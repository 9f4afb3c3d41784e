use super::types::CoordinatorEvent;
use tokio::sync::broadcast;

/// Fan-out of registry and dispatch events.
///
/// The registry publishes agent lifecycle and state transitions; the
/// coordinator publishes the progress of each dispatch, tagged with its
/// `dispatch_id`. Publishing never waits on observers: a subscriber that
/// falls more than `capacity` events behind gets `RecvError::Lagged` and
/// resumes from the oldest retained event.
#[derive(Debug, Clone)]
pub struct EventBus {
    sender: broadcast::Sender<CoordinatorEvent>,
}

impl EventBus {
    /// Bus retaining up to `capacity` undelivered events per subscriber.
    /// A zero capacity is raised to one.
    #[must_use]
    pub fn new(capacity: usize) -> Self {
        let (sender, _) = broadcast::channel(capacity.max(1));
        Self { sender }
    }

    /// Observe coordinator activity from this point on. Earlier events are
    /// not replayed, so subscribe before registering agents to see their
    /// first `AgentStateChanged`.
    #[must_use]
    pub fn subscribe(&self) -> broadcast::Receiver<CoordinatorEvent> {
        self.sender.subscribe()
    }

    /// Publish a coordinator event and return how many observers got it.
    ///
    /// Dispatch never depends on being observed, so an event with no
    /// subscribers is dropped and reported as zero.
    pub fn publish(&self, event: CoordinatorEvent) -> usize {
        self.sender.send(event).unwrap_or(0)
    }

    /// Number of live observers
    #[must_use]
    pub fn subscriber_count(&self) -> usize {
        self.sender.receiver_count()
    }
}

impl Default for EventBus {
    /// Same capacity as `CoordinatorConfig::default().event_capacity`
    fn default() -> Self {
        Self::new(256)
    }
}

━━━━━━━━

Return the line where "#[derive(Debug, Clone)]" appears, then every line after it to the end of the listing, all exactly as written.

- **ANSWER TO THIS PROBLEM**:
#[derive(Debug, Clone)]
pub struct EventBus {
    sender: broadcast::Sender<CoordinatorEvent>,
}

impl EventBus {
    /// Bus retaining up to `capacity` undelivered events per subscriber.
    /// A zero capacity is raised to one.
    #[must_use]
    pub fn new(capacity: usize) -> Self {
        let (sender, _) = broadcast::channel(capacity.max(1));
        Self { sender }
    }

    /// Observe coordinator activity from this point on. Earlier events are
    /// not replayed, so subscribe before registering agents to see their
    /// first `AgentStateChanged`.
    #[must_use]
    pub fn subscribe(&self) -> broadcast::Receiver<CoordinatorEvent> {
        self.sender.subscribe()
    }

    /// Publish a coordinator event and return how many observers got it.
    ///
    /// Dispatch never depends on being observed, so an event with no
    /// subscribers is dropped and reported as zero.
    pub fn publish(&self, event: CoordinatorEvent) -> usize {
        self.sender.send(event).unwrap_or(0)
    }

    /// Number of live observers
    #[must_use]
    pub fn subscriber_count(&self) -> usize {
        self.sender.receiver_count()
    }
}

impl Default for EventBus {
    /// Same capacity as `CoordinatorConfig::default().event_capacity`
    fn default() -> Self {
        Self::new(256)
    }
}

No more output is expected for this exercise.